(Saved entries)
"""

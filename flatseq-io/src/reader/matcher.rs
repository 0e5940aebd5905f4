use std::str::FromStr;

use chrono::NaiveDate;
use regex::{Captures, Regex};

use crate::utils::parse_date;

///
/// A compiled pattern with typed accessors for its capture groups.
///
/// Matchers are built once inside `Lazy` statics and shared read-only by
/// every reader instance.
///
#[derive(Debug)]
pub struct Matcher {
    regex: Regex,
}

impl Matcher {
    ///
    /// Compile a matcher. Patterns are compile-time constants, so an invalid
    /// one is a programming error.
    ///
    pub fn new(pattern: &str) -> Self {
        Matcher {
            regex: Regex::new(pattern)
                .unwrap_or_else(|e| panic!("Invalid matcher pattern {:?}: {}", pattern, e)),
        }
    }

    pub fn is_match(&self, text: &str) -> bool {
        self.regex.is_match(text)
    }

    /// Match `text`, returning accessors for the capture groups on success.
    pub fn captures<'t>(&self, text: &'t str) -> Option<Matched<'t>> {
        self.regex.captures(text).map(|captures| Matched { captures })
    }
}

pub struct Matched<'t> {
    captures: Captures<'t>,
}

impl<'t> Matched<'t> {
    /// Raw group text, `None` when the group did not participate.
    pub fn raw(&self, group: usize) -> Option<&'t str> {
        self.captures.get(group).map(|m| m.as_str())
    }

    /// Trimmed group text; empty groups count as absent.
    pub fn string(&self, group: usize) -> Option<String> {
        self.raw(group)
            .map(str::trim)
            .filter(|s| !s.is_empty())
            .map(str::to_string)
    }

    pub fn upper_string(&self, group: usize) -> Option<String> {
        self.string(group).map(|s| s.to_uppercase())
    }

    pub fn integer<T: FromStr>(&self, group: usize) -> Option<T> {
        self.raw(group).and_then(|s| s.trim().parse().ok())
    }

    ///
    /// Parse a `dd-MMM-yyyy` group. `Ok(None)` when the group is absent,
    /// `Err` with the offending text when it does not parse.
    ///
    pub fn date(&self, group: usize) -> Result<Option<NaiveDate>, String> {
        match self.string(group) {
            None => Ok(None),
            Some(text) => parse_date(&text).map(Some).ok_or(text),
        }
    }
}

#[cfg(test)]
mod tests {
    use super::*;

    use pretty_assertions::assert_eq;
    use rstest::rstest;

    #[rstest]
    fn test_accessors() {
        let matcher = Matcher::new(r"^(\w+)\s+(\d+)?\s*(\S+)?$");
        let matched = matcher.captures("abc 42 12-sep-1991").unwrap();
        assert_eq!(matched.string(1), Some("abc".to_string()));
        assert_eq!(matched.upper_string(1), Some("ABC".to_string()));
        assert_eq!(matched.integer::<u32>(2), Some(42));
        assert_eq!(
            matched.date(3),
            Ok(NaiveDate::from_ymd_opt(1991, 9, 12))
        );

        let matched = matcher.captures("abc  bogus").unwrap();
        assert_eq!(matched.integer::<u32>(2), None);
        assert_eq!(matched.date(3), Err("bogus".to_string()));
        assert_eq!(matched.date(4), Ok(None));
        assert_eq!(matcher.is_match("!!"), false);
    }
}
#[cfg(test)]
mod tests {
    use super::*;

    use chrono::NaiveDate;
    use flatseq_core::location::{CompoundLocation, Location};
    use flatseq_core::models::{Feature, Organism, Qualifier, Topology, XRef};
    use pretty_assertions::assert_eq;
    use rstest::*;

    #[fixture]
    fn entry() -> Entry {
        let mut entry = Entry {
            primary_accession: Some("X56734".to_string()),
            division: Some("PLN".to_string()),
            description: Some("T.repens mRNA for non-cyanogenic beta-glucosidase".to_string()),
            keywords: vec!["beta-glucosidase".to_string()],
            last_updated: NaiveDate::from_ymd_opt(2006, 11, 14),
            projects: vec!["PRJNA1".to_string()],
            organism: Some(Organism {
                scientific_name: "Trifolium repens".to_string(),
                common_name: Some("white clover".to_string()),
                lineage: vec!["Eukaryota".to_string(), "Viridiplantae".to_string()],
                organelle: None,
            }),
            ..Default::default()
        };
        entry.sequence.version = Some(1);
        entry.sequence.topology = Some(Topology::Linear);
        entry.sequence.molecule_type = Some("mRNA".to_string());
        entry.sequence.push_bases("aaacaaacca aatatggatt");

        let mut reference = Reference::new(1);
        reference.location.add_location(Location::range(1, 20));
        reference.publication.authors = vec![
            Author::new("Oxtoby", Some("E.")),
            Author::new("Dunn", Some("M.A.")),
            Author::new("Hughes", Some("M.A.")),
        ];
        reference.publication.title = Some("Nucleotide sequence".to_string());
        reference.publication.kind = PublicationKind::Article {
            journal: "Plant Mol. Biol.".to_string(),
            volume: Some("17".to_string()),
            issue: Some("2".to_string()),
            first_page: Some("209".to_string()),
            last_page: Some("219".to_string()),
            year: Some(1991),
        };
        reference.xrefs.push(XRef::new("PUBMED", "1907511"));
        entry.references.push(reference);

        let mut cds = Feature::new("CDS", CompoundLocation::from(Location::range(1, 20)));
        cds.add_qualifier(Qualifier::new("gene", "lin"));
        entry.add_feature(cds);
        entry
    }

    #[rstest]
    fn test_write_entry(entry: Entry) {
        let mut out = Vec::new();
        GenBankWriter::new(WriterOptions::default()).write(&mut out, &entry).unwrap();
        let text = String::from_utf8(out).unwrap();

        let expected = "\
LOCUS       X56734                    20 bp    mRNA    linear   PLN 14-NOV-2006
DEFINITION  T.repens mRNA for non-cyanogenic beta-glucosidase.
ACCESSION   X56734
VERSION     X56734.1
DBLINK      BioProject: PRJNA1
KEYWORDS    beta-glucosidase.
SOURCE      Trifolium repens (white clover)
  ORGANISM  Trifolium repens
            Eukaryota; Viridiplantae.
REFERENCE   1  (bases 1 to 20)
  AUTHORS   Oxtoby,E., Dunn,M.A. and Hughes,M.A.
  TITLE     Nucleotide sequence
  JOURNAL   Plant Mol. Biol. 17 (2), 209-219 (1991)
   PUBMED   1907511
FEATURES             Location/Qualifiers
     CDS             1..20
                     /gene=\"lin\"
ORIGIN
        1 aaacaaacca aatatggatt
//
";
        assert_eq!(text, expected);
    }

    #[rstest]
    #[case(PublicationKind::Unpublished, "Unpublished")]
    #[case(
        PublicationKind::Thesis { year: Some(1999), institute: "University of Leeds".to_string() },
        "Thesis (1999) University of Leeds"
    )]
    #[case(
        PublicationKind::Submission {
            date: NaiveDate::from_ymd_opt(2018, 3, 19),
            submitter_address: Some("Leeds, UK".to_string()),
        },
        "Submitted (19-MAR-2018) Leeds, UK"
    )]
    #[case(
        PublicationKind::Patent {
            office: "EP".to_string(),
            number: "0238993".to_string(),
            patent_kind: "A".to_string(),
            sequence_number: Some(3),
            date: NaiveDate::from_ymd_opt(1987, 9, 30),
            applicants: vec!["BAYER AG".to_string()],
        },
        "Patent: EP 0238993-A 3 30-SEP-1987; BAYER AG"
    )]
    #[case(
        PublicationKind::Book {
            editors: vec![Author::new("Smith", Some("J."))],
            book_title: "Plant genes".to_string(),
            first_page: "10".to_string(),
            last_page: "20".to_string(),
            publisher: "Academic Press".to_string(),
            year: Some(1990),
        },
        "(in) Smith,J. (Eds.); Plant genes: 10-20; Academic Press (1990)"
    )]
    fn test_journal_text(#[case] kind: PublicationKind, #[case] expected: &str) {
        assert_eq!(journal_text(&kind), expected);
    }

    #[rstest]
    fn test_authors() {
        assert_eq!(authors(&[]), "");
        assert_eq!(authors(&[Author::new("Oxtoby", Some("E."))]), "Oxtoby,E.");
    }

    #[rstest]
    fn test_contig_entry() {
        let mut entry = Entry {
            name: Some("SCAFF1".to_string()),
            ..Default::default()
        };
        entry.sequence.contigs = CompoundLocation::from(vec![Location::gap(5), Location::unknown_gap()]);
        let mut out = Vec::new();
        GenBankWriter::new(WriterOptions::default()).write(&mut out, &entry).unwrap();
        let text = String::from_utf8(out).unwrap();

        assert_eq!(text.starts_with("LOCUS       SCAFF1                   105 bp"), true);
        assert_eq!(text.ends_with("CONTIG      join(gap(5),gap(unk100))\n//\n"), true);
    }

    #[rstest]
    fn test_comment_lines_keep_layout(mut entry: Entry) {
        entry.comment = Some("Table:\n  col1   col2\n\nend".to_string());
        let mut out = Vec::new();
        GenBankWriter::new(WriterOptions::default()).write(&mut out, &entry).unwrap();
        let text = String::from_utf8(out).unwrap();
        assert_eq!(
            text.contains("COMMENT     Table:\n              col1   col2\n            end\n"),
            true
        );
    }
}
use std::path::Path;

use anyhow::{Context, Result, bail};
use clap::ArgMatches;
use fxhash::FxHashMap;
use log::info;
use serde::Serialize;

use flatseq_core::{Severity, ValidationMessage};
use flatseq_io::open_entries;

use crate::utils::{input_paths, resolve_format};

///
/// One message together with the file it was found in.
///
#[derive(Serialize)]
struct Report {
    file: String,
    #[serde(flatten)]
    message: ValidationMessage,
}

impl Report {
    /// `file:line severity key message`; `-` when no line applies.
    fn line(&self) -> String {
        let line = self
            .message
            .origins
            .first()
            .and_then(|origin| origin.first_line())
            .map(|line| line.to_string())
            .unwrap_or("-".to_string());
        format!(
            "{}:{} {} {} {}",
            self.file,
            line,
            self.message.severity,
            self.message.key,
            self.message.message()
        )
    }
}

fn validate_file(input: &Path, from: Option<&str>, reports: &mut Vec<Report>) -> Result<usize> {
    let format = resolve_format(input, from)?;
    let mut entries = 0;
    for record in open_entries(input, format)? {
        let (_, result) = record.with_context(|| format!("Failed to read {}", input.display()))?;
        entries += 1;
        reports.extend(result.messages().iter().map(|message| Report {
            file: input.display().to_string(),
            message: message.clone(),
        }));
    }
    info!("{}: {} records validated", input.display(), entries);
    Ok(entries)
}

/// Message counts per key, most frequent first.
fn summarize(reports: &[Report]) -> Vec<(&str, usize)> {
    let mut counts: FxHashMap<&str, usize> = FxHashMap::default();
    for report in reports {
        *counts.entry(report.message.key.as_str()).or_insert(0) += 1;
    }
    let mut counts: Vec<(&str, usize)> = counts.into_iter().collect();
    counts.sort_by(|a, b| b.1.cmp(&a.1).then(a.0.cmp(b.0)));
    counts
}

pub fn run_validate(matches: &ArgMatches) -> Result<()> {
    let from = matches.get_one::<String>("from").map(String::as_str);
    let json = matches.get_flag("json");

    let mut reports = Vec::new();
    let mut entries = 0;
    for input in input_paths(matches) {
        entries += validate_file(&input, from, &mut reports)?;
    }

    if json {
        println!("{}", serde_json::to_string_pretty(&reports)?);
    } else {
        for report in &reports {
            println!("{}", report.line());
        }
        for (key, count) in summarize(&reports) {
            println!("{}\t{}", key, count);
        }
    }

    let errors = reports
        .iter()
        .filter(|report| report.message.severity == Severity::Error)
        .count();
    info!("{} records, {} messages, {} errors", entries, reports.len(), errors);
    if errors > 0 {
        bail!("{} errors reported", errors);
    }
    Ok(())
}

"""

> WHAT IS BEING ASKED
Find each line in the data above with the word "Oxtoby", then copy it.

> ANSWER SECTION
            Author::new("Oxtoby", Some("E.")),
  AUTHORS   Oxtoby,E., Dunn,M.A. and Hughes,M.A.
        assert_eq!(authors(&[Author::new("Oxtoby", Some("E."))]), "Oxtoby,E.");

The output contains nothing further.